Assigned task: Wherever the listing has a line with the string "edge", copy that line out.

== Segment start ==

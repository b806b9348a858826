mod still;
mod v4l_capture;

pub use still::StillImageCapture;
pub use v4l_capture::WebcamCapture;

use crate::segmentation::Frame;
use anyhow::Result;

/// Trait for camera capture sources
pub trait CaptureSource {
    /// Capture the current frame as RGBA
    fn capture_frame(&mut self) -> Result<Frame>;

    /// Get the resolution of captured frames
    fn resolution(&self) -> (u32, u32);
}
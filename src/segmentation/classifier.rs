use super::types::{Frame, Mask};
use crate::config::SkinToneThresholds;
use image::Luma;

/// Skin-tone heuristic used when the model backend is unavailable
///
/// This is a color classifier, not a real foreground segmenter. It has no
/// external dependencies and always produces a mask.
#[derive(Debug, Clone, Default)]
pub struct ColorMaskClassifier {
    thresholds: SkinToneThresholds,
}

impl ColorMaskClassifier {
    pub fn new(thresholds: SkinToneThresholds) -> Self {
        Self { thresholds }
    }

    pub fn thresholds(&self) -> &SkinToneThresholds {
        &self.thresholds
    }

    /// Classify every pixel of `frame` as subject (255) or background (0)
    pub fn classify(&self, frame: &Frame) -> Mask {
        let _span = tracing::debug_span!("color_classify").entered();

        let (width, height) = frame.dimensions();
        let mut mask = Mask::new(width, height);
        let mut subject_pixels = 0usize;

        for (src, dst) in frame.pixels().zip(mask.pixels_mut()) {
            let (h, s, v) = rgb_to_hsv(src[0], src[1], src[2]);
            if self.thresholds.matches(h, s, v) {
                *dst = Luma([255]);
                subject_pixels += 1;
            }
        }

        tracing::trace!(
            "Skin pixels: {}/{}",
            subject_pixels,
            width as usize * height as usize
        );

        mask
    }
}

/// Convert 8-bit RGB to HSV
///
/// Returns hue in degrees [0, 360), saturation and value in [0, 1].
pub fn rgb_to_hsv(r: u8, g: u8, b: u8) -> (f32, f32, f32) {
    let r = r as f32 / 255.0;
    let g = g as f32 / 255.0;
    let b = b as f32 / 255.0;

    let max = r.max(g).max(b);
    let min = r.min(g).min(b);
    let delta = max - min;

    let sector = if delta == 0.0 {
        0.0
    } else if max == r {
        ((g - b) / delta).rem_euclid(6.0)
    } else if max == g {
        (b - r) / delta + 2.0
    } else {
        (r - g) / delta + 4.0
    };

    let mut hue = sector * 60.0;
    if hue >= 360.0 {
        hue -= 360.0;
    }

    let saturation = if max == 0.0 { 0.0 } else { delta / max };

    (hue, saturation, max)
}
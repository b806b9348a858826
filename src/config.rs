//! Session configuration
//!
//! Everything here is fixed for the lifetime of a pipeline. The one exception
//! is the engine's processed-dimension limit, which the engine copies and may
//! lower on its own when the backend runs out of memory.

use crate::segmentation::Thresholds;
use std::ops::{Range, RangeInclusive};
use std::time::Duration;

/// HSV ranges classified as skin
///
/// Hue is in degrees, saturation and value in [0, 1].
#[derive(Debug, Clone, PartialEq)]
pub struct SkinToneThresholds {
    pub hue_low: RangeInclusive<f32>,
    pub hue_high: Range<f32>,
    pub saturation: RangeInclusive<f32>,
    pub value: RangeInclusive<f32>,
}

impl Default for SkinToneThresholds {
    fn default() -> Self {
        Self {
            hue_low: 0.0..=50.0,
            hue_high: 340.0..360.0,
            saturation: 0.1..=0.8,
            value: 0.2..=0.95,
        }
    }
}

impl SkinToneThresholds {
    pub fn matches(&self, hue: f32, saturation: f32, value: f32) -> bool {
        let hue_ok = self.hue_low.contains(&hue) || self.hue_high.contains(&hue);
        hue_ok && self.saturation.contains(&saturation) && self.value.contains(&value)
    }
}

/// Mask refinement parameters
#[derive(Debug, Clone, PartialEq)]
pub struct RefineConfig {
    /// Blur radius of the first pass, in pixels (Gaussian sigma)
    pub blur_radius: f32,
    /// A neighbor above this value fills the pixel during dilation
    pub fill_threshold: u8,
    /// Nonzero pixels with fewer nonzero neighbors are erased
    pub min_neighbors: u8,
}

impl Default for RefineConfig {
    fn default() -> Self {
        Self {
            blur_radius: 5.0,
            fill_threshold: 100,
            min_neighbors: 4,
        }
    }
}

/// Segmentation engine parameters
#[derive(Debug, Clone, PartialEq)]
pub struct EngineConfig {
    pub thresholds: Thresholds,
    /// Fixed delay between backend init attempts
    pub init_retry_delay: Duration,
    /// Frames larger than this on their longest side are downscaled before
    /// they reach the backend
    pub max_processed_dimension: u32,
    /// Floor for adaptive downscaling
    pub min_processed_dimension: u32,
    /// Applied to `max_processed_dimension` on each resource-exhaustion error
    pub shrink_factor: f32,
}

impl Default for EngineConfig {
    fn default() -> Self {
        Self {
            thresholds: Thresholds::default(),
            init_retry_delay: Duration::from_millis(1000),
            max_processed_dimension: 640,
            min_processed_dimension: 160,
            shrink_factor: 0.75,
        }
    }
}

/// Where the subject is drawn on the output surface
#[derive(Debug, Clone, Copy, PartialEq, Eq, Default, clap::ValueEnum)]
pub enum Anchor {
    TopLeft,
    TopRight,
    BottomLeft,
    #[default]
    BottomRight,
    Center,
}

#[derive(Debug, Clone, PartialEq)]
pub struct PlacementConfig {
    /// Subject height as a fraction of the output height
    pub scale: f32,
    pub anchor: Anchor,
    /// Horizontal distance from the anchored edge
    pub margin_x: u32,
    /// Vertical distance from the anchored edge
    pub margin_y: u32,
}

impl Default for PlacementConfig {
    fn default() -> Self {
        Self {
            scale: 0.4,
            anchor: Anchor::BottomRight,
            margin_x: 20,
            margin_y: 10,
        }
    }
}

/// Top-level configuration
#[derive(Debug, Clone, PartialEq)]
pub struct PipelineConfig {
    pub skin: SkinToneThresholds,
    pub refine: RefineConfig,
    pub engine: EngineConfig,
    pub placement: PlacementConfig,
    /// Opacity of the subject layer in [0, 1]
    pub overlay_opacity: f32,
    /// Flip camera frames horizontally before segmentation
    pub mirror: bool,
    pub target_fps: u32,
}

impl Default for PipelineConfig {
    fn default() -> Self {
        Self {
            skin: SkinToneThresholds::default(),
            refine: RefineConfig::default(),
            engine: EngineConfig::default(),
            placement: PlacementConfig::default(),
            overlay_opacity: 1.0,
            mirror: true,
            target_fps: 30,
        }
    }
}

#[cfg(test)]
mod tests {
    use super::*;

    #[test]
    fn hue_wraps_around_red() {
        let skin = SkinToneThresholds::default();
        assert!(skin.matches(0.0, 0.5, 0.5));
        assert!(skin.matches(50.0, 0.5, 0.5));
        assert!(skin.matches(345.0, 0.5, 0.5));
        assert!(!skin.matches(51.0, 0.5, 0.5));
        assert!(!skin.matches(360.0, 0.5, 0.5));
        assert!(!skin.matches(200.0, 0.5, 0.5));
    }

    #[test]
    fn saturation_and_value_bounds_are_inclusive() {
        let skin = SkinToneThresholds::default();
        assert!(skin.matches(20.0, 0.1, 0.2));
        assert!(skin.matches(20.0, 0.8, 0.95));
        assert!(!skin.matches(20.0, 0.05, 0.5));
        assert!(!skin.matches(20.0, 0.5, 0.99));
    }
}
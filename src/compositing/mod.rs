mod pipeline;
mod placement;
mod surface;

pub use pipeline::{CompositingPipeline, SkipReason, TickOutcome, MIN_FRAME_DIMENSION};
pub use placement::{compute_placement, PlacementRect};
pub use surface::{OutputSurface, OverlayCanvas};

== Segment end ==

Solution to this exercise:
    /// Horizontal distance from the anchored edge
    /// Vertical distance from the anchored edge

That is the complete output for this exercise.